Task directions
A verbatim copy of every entry is required. Produce it now.

********

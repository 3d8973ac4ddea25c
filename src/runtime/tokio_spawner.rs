//! Tokio runtime spawner implementation.

use std::future::Future;
use std::sync::Arc;

/// Abstraction for spawning background work on a runtime.
pub trait Spawn {
    /// Spawn an async task that returns a future.
    fn spawn<F>(&self, fut: F)
    where
        F: Future<Output = ()> + Send + 'static;
}

/// Tokio-based spawner that executes tasks on a tokio runtime.
#[derive(Clone)]
pub struct TokioSpawner {
    handle: Arc<tokio::runtime::Handle>,
}

impl TokioSpawner {
    /// Create a `TokioSpawner` from a tokio runtime handle.
    #[must_use]
    pub fn new(handle: tokio::runtime::Handle) -> Self {
        Self {
            handle: Arc::new(handle),
        }
    }

    /// Spawner bound to the runtime the caller is running on.
    ///
    /// # Panics
    ///
    /// Panics when called outside a tokio runtime.
    #[must_use]
    pub fn current() -> Self {
        Self::new(tokio::runtime::Handle::current())
    }
}

impl Spawn for TokioSpawner {
    fn spawn<F>(&self, fut: F)
    where
        F: Future<Output = ()> + Send + 'static,
    {
        self.handle.spawn(fut);
    }
}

********

Task result
repository 3d8973ac4ddea25c
filename src/runtime/tokio_spawner.rs
//! Tokio runtime spawner implementation.

use std::future::Future;
use std::sync::Arc;

/// Abstraction for spawning background work on a runtime.
pub trait Spawn {
    /// Spawn an async task that returns a future.
    fn spawn<F>(&self, fut: F)
    where
        F: Future<Output = ()> + Send + 'static;
}

/// Tokio-based spawner that executes tasks on a tokio runtime.
#[derive(Clone)]
pub struct TokioSpawner {
    handle: Arc<tokio::runtime::Handle>,
}

impl TokioSpawner {
    /// Create a `TokioSpawner` from a tokio runtime handle.
    #[must_use]
    pub fn new(handle: tokio::runtime::Handle) -> Self {
        Self {
            handle: Arc::new(handle),
        }
    }

    /// Spawner bound to the runtime the caller is running on.
    ///
    /// # Panics
    ///
    /// Panics when called outside a tokio runtime.
    #[must_use]
    pub fn current() -> Self {
        Self::new(tokio::runtime::Handle::current())
    }
}

impl Spawn for TokioSpawner {
    fn spawn<F>(&self, fut: F)
    where
        F: Future<Output = ()> + Send + 'static,
    {
        self.handle.spawn(fut);
    }
}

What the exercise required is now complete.